The water jets outside Safeway near the Waterfront Metro are a good idea. When I first saw them, I didn’t really understand their probable use. Today was a hot day and the local kids figured it out. The neighborhood really has improved. It is lively but still nice.
Below are pictures of Baltimore that Mariza took from her window. We bought her a Cannon camera for her birthday. It works well. I got one for my birthday too.
Below is the tree version of the sword of Damocles. I suppose it will fall in the first strong wind and it is not over a walking trail, so it probably is not a real danger to anybody. Natural places need not be made antiseptically safe.
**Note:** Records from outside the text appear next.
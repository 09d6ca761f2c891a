//! Parsing of the `sort` request parameter shared by the paginated repository queries.

use sea_orm::Order;

/// Splits `field[,asc|desc]` into a field name and direction.
///
/// The direction defaults to ascending; an unknown direction keyword is ignored the
/// same way. Returns `None` for a missing or empty parameter.
pub fn parse_sort(sort: Option<&str>) -> Option<(&str, Order)> {
    let sort = sort?.trim();
    let (field, direction) = match sort.split_once(',') {
        Some((field, direction)) => (field.trim(), direction.trim()),
        None => (sort, ""),
    };
    if field.is_empty() {
        return None;
    }

    let order = if direction.eq_ignore_ascii_case("desc") {
        Order::Desc
    } else {
        Order::Asc
    };

    Some((field, order))
}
Below shows why forests in foggy places are different than those w/o so much fog. The tree leaves sort of comb out the moisture and it drops to the ground, as you can see in the picture with the water under the silver maple in Warinmont Park.
Below is the fog bank hanging out over Lake Michigan on the other side of the Milwaukee breakwater. I thought it looked like a distant mountain that could move.
Below are lichens on a white birch tree. This is a European white birch planted by the park authorities, not the native paper birch. Of course, neither is native to Milwaukee, but the paper birch range is much closer.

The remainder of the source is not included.